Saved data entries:
use crate::types::RawRow;

/// Decodes an uploaded file into rows keyed by header name.
pub trait RowSource {
    fn decode(content: &[u8]) -> Result<Vec<RawRow>, String>;

    fn is_supported(filename: Option<&str>, content: &[u8]) -> bool;
}
//! Compute credit card cashback per category from a bank transaction export.
//!
//! ```rust,ignore
//! use cashback_tracker::CashbackBuilder;
//!
//! let summary = CashbackBuilder::new()
//!     .card("cardA")
//!     .content(&file_content)
//!     .run()?;
//! ```
//!
//! Rows decoded elsewhere can go straight to [`classify`] together with a
//! profile from [`CardRegistry`].

mod builder;
mod types;

pub mod classifier;
pub mod errors;
pub mod registry;
pub mod sources;

pub use builder::{CashbackBuilder, SourceFormat};
pub use classifier::classify;
pub use errors::{CashbackError, CashbackResult};
pub use registry::{CardProfile, CardRegistry, CategoryRule, ColumnMapping, LogicalField};
pub use sources::prelude::*;
pub use types::{
    CellValue, CategorySpendResult, ClassificationSummary, ContributingTransaction, RawRow,
};
use thiserror::Error;

/// Errors that end a cashback run. None of them yields a partial summary.
#[derive(Error, Debug)]
pub enum CashbackError {
    /// No card profile is registered under the given key
    #[error("Unknown card profile: {0}")]
    Configuration(String),

    /// The decoded input contained no data rows
    #[error("Dataset is empty: no transaction rows found")]
    EmptyDataset,

    /// The first row lacks one or more of the mapped columns
    #[error(
        "Column mismatch: missing {}. Actual headers found: {}",
        .missing.join(", "),
        .found.join(", ")
    )]
    SchemaMismatch {
        missing: Vec<String>,
        found: Vec<String>,
    },

    // ── Row source errors ──────────────────────────────────────────────────────

    /// Decoding the uploaded content failed (detail in the message)
    #[error("Parse failed: {0}")]
    ParseFailed(String),

    /// No row source recognises the content or file name
    #[error("Unsupported file format")]
    UnsupportedFormat,

    /// Reading the file from disk failed
    #[error("Failed to read file content: {0}")]
    ReadContentFailed(#[from] std::io::Error),

    /// The builder was run without content or a file path
    #[error("Content or filepath is required")]
    MissingContentAndFilepath,
}

pub type CashbackResult<T> = Result<T, CashbackError>;
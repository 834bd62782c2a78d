//! Mediator between request senders and handlers.
//!
//! # Main Components
//!
//! - [`Message`] - Closed set of queries and commands, each with a reply channel
//! - [`Mediator`] - Dispatcher that runs each message's handler in its own task
//! - [`MediatorClient`] - Typed sender used by the HTTP layer
//! - [`DispatchError`] - Common error type for callers
//!
//! # Testing
//!
//! See [`mock`] module for utilities to test callers without real handlers.

pub mod core;
pub mod mock;

// Re-export core types for convenience
pub use self::core::*;
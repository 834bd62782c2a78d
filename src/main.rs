use std::sync::Arc;

use activities_api::lifecycle::{setup_tracing, ActivitySystem, Settings};
use activities_api::persistence::SqliteContext;
use anyhow::Context;
use tokio::net::TcpListener;
use tracing::info;

#[tokio::main]
async fn main() -> anyhow::Result<()> {
    let settings = Settings::from_env().context("invalid configuration")?;
    setup_tracing();

    info!(environment = ?settings.environment, "Starting activities API");

    let context = SqliteContext::connect(&settings.database_url, 5)
        .await
        .context("could not open database")?;

    let mut system = ActivitySystem::new(Arc::new(context), settings.mediator_buffer);
    system.initialize().await;

    let app = system.router(&settings);
    let listener = TcpListener::bind(settings.bind_addr)
        .await
        .context("failed to bind listener")?;

    info!(addr = %settings.bind_addr, "Listening");

    axum::serve(listener, app)
        .with_graceful_shutdown(shutdown_signal())
        .await
        .context("error running server")?;

    system.shutdown().await.map_err(anyhow::Error::msg)?;
    Ok(())
}

async fn shutdown_signal() {
    if let Err(e) = tokio::signal::ctrl_c().await {
        tracing::error!(error = %e, "failed to listen for shutdown signal");
        std::future::pending::<()>().await;
    }
    info!("Shutdown signal received");
}
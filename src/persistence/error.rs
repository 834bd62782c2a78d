//! Error types for the persistence context.

use thiserror::Error;
use uuid::Uuid;

/// Errors raised by a [`DataContext`](super::DataContext).
#[derive(Debug, Error)]
pub enum StoreError {
    /// A record with the same primary key already exists.
    #[error("Activity already exists: {0}")]
    Conflict(Uuid),

    /// The underlying database rejected the operation.
    #[error("Database error: {0}")]
    Database(#[from] sqlx::Error),

    /// Applying pending schema migrations failed.
    #[error("Migration error: {0}")]
    Migration(#[from] sqlx::migrate::MigrateError),
}
//! Translation of handler and dispatch failures into HTTP responses.

use axum::extract::rejection::{JsonRejection, PathRejection};
use axum::http::StatusCode;
use axum::response::{IntoResponse, Response};
use axum::Json;
use serde::{Deserialize, Serialize};
use thiserror::Error;
use utoipa::ToSchema;

use crate::framework::DispatchError;
use crate::handlers::ActivityError;

/// Body of every non-2xx response.
#[derive(Debug, Serialize, Deserialize, ToSchema)]
pub struct ErrorBody {
    pub error: String,
    pub message: String,
}

/// Errors returned by the activity endpoints.
#[derive(Debug, Error)]
pub enum ApiError {
    #[error("{0}")]
    NotFound(String),
    #[error("{0}")]
    Conflict(String),
    #[error("{0}")]
    Validation(String),
    #[error("{0}")]
    Internal(String),
}

impl ApiError {
    fn status(&self) -> StatusCode {
        match self {
            ApiError::NotFound(_) => StatusCode::NOT_FOUND,
            ApiError::Conflict(_) => StatusCode::CONFLICT,
            ApiError::Validation(_) => StatusCode::BAD_REQUEST,
            ApiError::Internal(_) => StatusCode::INTERNAL_SERVER_ERROR,
        }
    }

    fn kind(&self) -> &'static str {
        match self {
            ApiError::NotFound(_) => "not_found",
            ApiError::Conflict(_) => "conflict",
            ApiError::Validation(_) => "validation",
            ApiError::Internal(_) => "internal",
        }
    }
}

impl From<DispatchError> for ApiError {
    fn from(e: DispatchError) -> Self {
        match e {
            DispatchError::Handler(ActivityError::NotFound(_)) => ApiError::NotFound(e.to_string()),
            DispatchError::Handler(ActivityError::AlreadyExists(_)) => {
                ApiError::Conflict(e.to_string())
            }
            DispatchError::Handler(ActivityError::ValidationError(_)) => {
                ApiError::Validation(e.to_string())
            }
            DispatchError::Handler(ActivityError::DatabaseError(_))
            | DispatchError::MediatorClosed
            | DispatchError::HandlerDropped => {
                tracing::error!(error = %e, "request failed");
                ApiError::Internal(e.to_string())
            }
        }
    }
}

impl From<JsonRejection> for ApiError {
    fn from(rejection: JsonRejection) -> Self {
        ApiError::Validation(rejection.body_text())
    }
}

impl From<PathRejection> for ApiError {
    fn from(rejection: PathRejection) -> Self {
        ApiError::Validation(rejection.body_text())
    }
}

impl IntoResponse for ApiError {
    fn into_response(self) -> Response {
        let body = ErrorBody {
            error: self.kind().to_string(),
            message: self.to_string(),
        };
        (self.status(), Json(body)).into_response()
    }
}
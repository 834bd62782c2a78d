//! SQLite-backed [`DataContext`] built on a `sqlx` connection pool.

use std::str::FromStr;

use async_trait::async_trait;
use chrono::{DateTime, Utc};
use sqlx::sqlite::{Sqlite, SqliteConnectOptions, SqlitePool, SqlitePoolOptions};
use tracing::{debug, info, instrument};
use uuid::Uuid;

use super::{DataContext, StoreError};
use crate::domain::Activity;

/// Schema migrations, embedded at compile time from `migrations/`.
static MIGRATOR: sqlx::migrate::Migrator = sqlx::migrate!("./migrations");

/// Relational persistence for activities.
///
/// A connection is checked out of the pool per operation and returned when the
/// operation completes, so concurrent requests never share a connection.
#[derive(Clone)]
pub struct SqliteContext {
    pool: SqlitePool,
}

#[derive(sqlx::FromRow)]
struct ActivityRow {
    id: Uuid,
    title: String,
    date: Option<DateTime<Utc>>,
    description: Option<String>,
    category: Option<String>,
    city: Option<String>,
    venue: Option<String>,
}

impl From<ActivityRow> for Activity {
    fn from(row: ActivityRow) -> Self {
        Self {
            id: row.id,
            title: row.title,
            date: row.date,
            description: row.description,
            category: row.category,
            city: row.city,
            venue: row.venue,
        }
    }
}

impl SqliteContext {
    /// Opens a pool for `url`, creating the database file if it is missing.
    ///
    /// In-memory URLs (`sqlite::memory:`) are pinned to a single connection that is
    /// never reaped; the database disappears with its last connection.
    pub async fn connect(url: &str, max_connections: u32) -> Result<Self, StoreError> {
        let options = SqliteConnectOptions::from_str(url)?.create_if_missing(true);
        let in_memory = url.contains(":memory:") || url.contains("mode=memory");

        let pool = if in_memory {
            SqlitePoolOptions::new()
                .min_connections(1)
                .max_connections(1)
                .idle_timeout(None)
                .max_lifetime(None)
                .connect_with(options)
                .await?
        } else {
            SqlitePoolOptions::new()
                .max_connections(max_connections)
                .connect_with(options)
                .await?
        };

        info!(url, in_memory, "Opened SQLite pool");
        Ok(Self { pool })
    }
}

async fn insert_row<'e, E>(executor: E, activity: &Activity) -> Result<(), StoreError>
where
    E: sqlx::Executor<'e, Database = Sqlite>,
{
    let result = sqlx::query(
        r#"
        INSERT INTO activities (id, title, date, description, category, city, venue)
        VALUES (?, ?, ?, ?, ?, ?, ?)
        "#,
    )
    .bind(activity.id)
    .bind(&activity.title)
    .bind(activity.date)
    .bind(&activity.description)
    .bind(&activity.category)
    .bind(&activity.city)
    .bind(&activity.venue)
    .execute(executor)
    .await;

    match result {
        Ok(_) => Ok(()),
        Err(sqlx::Error::Database(e)) if e.is_unique_violation() => {
            Err(StoreError::Conflict(activity.id))
        }
        Err(e) => Err(e.into()),
    }
}

#[async_trait]
impl DataContext for SqliteContext {
    #[instrument(skip(self))]
    async fn migrate(&self) -> Result<(), StoreError> {
        MIGRATOR.run(&self.pool).await?;
        info!("Migrations applied");
        Ok(())
    }

    async fn list(&self) -> Result<Vec<Activity>, StoreError> {
        let rows = sqlx::query_as::<_, ActivityRow>(
            r#"
            SELECT id, title, date, description, category, city, venue
            FROM activities
            ORDER BY date, id
            "#,
        )
        .fetch_all(&self.pool)
        .await?;
        debug!(count = rows.len(), "Listed activities");
        Ok(rows.into_iter().map(Activity::from).collect())
    }

    async fn find(&self, id: Uuid) -> Result<Option<Activity>, StoreError> {
        let row = sqlx::query_as::<_, ActivityRow>(
            r#"
            SELECT id, title, date, description, category, city, venue
            FROM activities
            WHERE id = ?
            "#,
        )
        .bind(id)
        .fetch_optional(&self.pool)
        .await?;
        Ok(row.map(Activity::from))
    }

    async fn insert(&self, activity: &Activity) -> Result<(), StoreError> {
        insert_row(&self.pool, activity).await
    }

    #[instrument(skip_all, fields(count = activities.len()))]
    async fn insert_all(&self, activities: &[Activity]) -> Result<(), StoreError> {
        let mut tx = self.pool.begin().await?;
        for activity in activities {
            insert_row(&mut *tx, activity).await?;
        }
        tx.commit().await?;
        debug!("Batch committed");
        Ok(())
    }

    async fn update(&self, activity: &Activity) -> Result<bool, StoreError> {
        let result = sqlx::query(
            r#"
            UPDATE activities
            SET title = ?, date = ?, description = ?, category = ?, city = ?, venue = ?
            WHERE id = ?
            "#,
        )
        .bind(&activity.title)
        .bind(activity.date)
        .bind(&activity.description)
        .bind(&activity.category)
        .bind(&activity.city)
        .bind(&activity.venue)
        .bind(activity.id)
        .execute(&self.pool)
        .await?;
        Ok(result.rows_affected() > 0)
    }

    async fn remove(&self, id: Uuid) -> Result<bool, StoreError> {
        let result = sqlx::query("DELETE FROM activities WHERE id = ?")
            .bind(id)
            .execute(&self.pool)
            .await?;
        Ok(result.rows_affected() > 0)
    }

    async fn count(&self) -> Result<usize, StoreError> {
        let count: i64 = sqlx::query_scalar("SELECT COUNT(*) FROM activities")
            .fetch_one(&self.pool)
            .await?;
        Ok(count as usize)
    }
}

#[cfg(test)]
mod tests {
    use super::*;
    use crate::domain::ActivityForm;
    use chrono::TimeZone;

    async fn migrated() -> SqliteContext {
        let ctx = SqliteContext::connect("sqlite::memory:", 1).await.unwrap();
        ctx.migrate().await.unwrap();
        ctx
    }

    #[tokio::test]
    async fn insert_then_find_round_trips_every_field() {
        let ctx = migrated().await;
        let mut activity = Activity::new(Uuid::new_v4(), "Past Activity 1");
        activity.apply(ActivityForm {
            title: "Past Activity 1".into(),
            date: Some(Utc.with_ymd_and_hms(2021, 3, 1, 18, 30, 0).unwrap()),
            description: Some("Activity 2 months ago".into()),
            category: Some("drinks".into()),
            city: Some("London".into()),
            venue: Some("Pub".into()),
        });

        ctx.insert(&activity).await.unwrap();
        let found = ctx.find(activity.id).await.unwrap().unwrap();
        assert_eq!(found, activity);
    }

    #[tokio::test]
    async fn duplicate_id_is_a_conflict() {
        let ctx = migrated().await;
        let id = Uuid::new_v4();
        ctx.insert(&Activity::new(id, "Run")).await.unwrap();

        let err = ctx.insert(&Activity::new(id, "Walk")).await.unwrap_err();
        assert!(matches!(err, StoreError::Conflict(_)));
        assert_eq!(ctx.find(id).await.unwrap().unwrap().title, "Run");
        assert_eq!(ctx.count().await.unwrap(), 1);
    }

    #[tokio::test]
    async fn failed_batch_rolls_back() {
        let ctx = migrated().await;
        let taken = Activity::new(Uuid::new_v4(), "Taken");
        ctx.insert(&taken).await.unwrap();

        let batch = vec![
            Activity::new(Uuid::new_v4(), "First"),
            Activity::new(Uuid::new_v4(), "Second"),
            Activity::new(taken.id, "Clash"),
        ];
        let err = ctx.insert_all(&batch).await.unwrap_err();
        assert!(matches!(err, StoreError::Conflict(id) if id == taken.id));
        assert_eq!(ctx.count().await.unwrap(), 1);
        assert!(ctx.find(batch[0].id).await.unwrap().is_none());

        ctx.insert_all(&batch[..2]).await.unwrap();
        assert_eq!(ctx.count().await.unwrap(), 3);
    }

    #[tokio::test]
    async fn update_and_remove_affect_only_existing_rows() {
        let ctx = migrated().await;
        let mut activity = Activity::new(Uuid::new_v4(), "Run");
        assert!(!ctx.update(&activity).await.unwrap());

        ctx.insert(&activity).await.unwrap();
        activity.title = "Run 5k".into();
        assert!(ctx.update(&activity).await.unwrap());
        assert_eq!(ctx.find(activity.id).await.unwrap().unwrap().title, "Run 5k");

        assert!(ctx.remove(activity.id).await.unwrap());
        assert!(!ctx.remove(activity.id).await.unwrap());
        assert!(ctx.find(activity.id).await.unwrap().is_none());
    }

    #[tokio::test]
    async fn migrate_is_repeatable() {
        let ctx = migrated().await;
        ctx.migrate().await.unwrap();
        assert_eq!(ctx.count().await.unwrap(), 0);
    }
}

- [PROBLEM DESCRIPTION]: Working through the records, copy each line in which the word "venue" appears.

- [TASK OUTPUT]:
    venue: Option<String>,
            venue: row.venue,
        INSERT INTO activities (id, title, date, description, category, city, venue)
    .bind(&activity.venue)
            SELECT id, title, date, description, category, city, venue
            SELECT id, title, date, description, category, city, venue
            SET title = ?, date = ?, description = ?, category = ?, city = ?, venue = ?
        .bind(&activity.venue)
            venue: Some("Pub".into()),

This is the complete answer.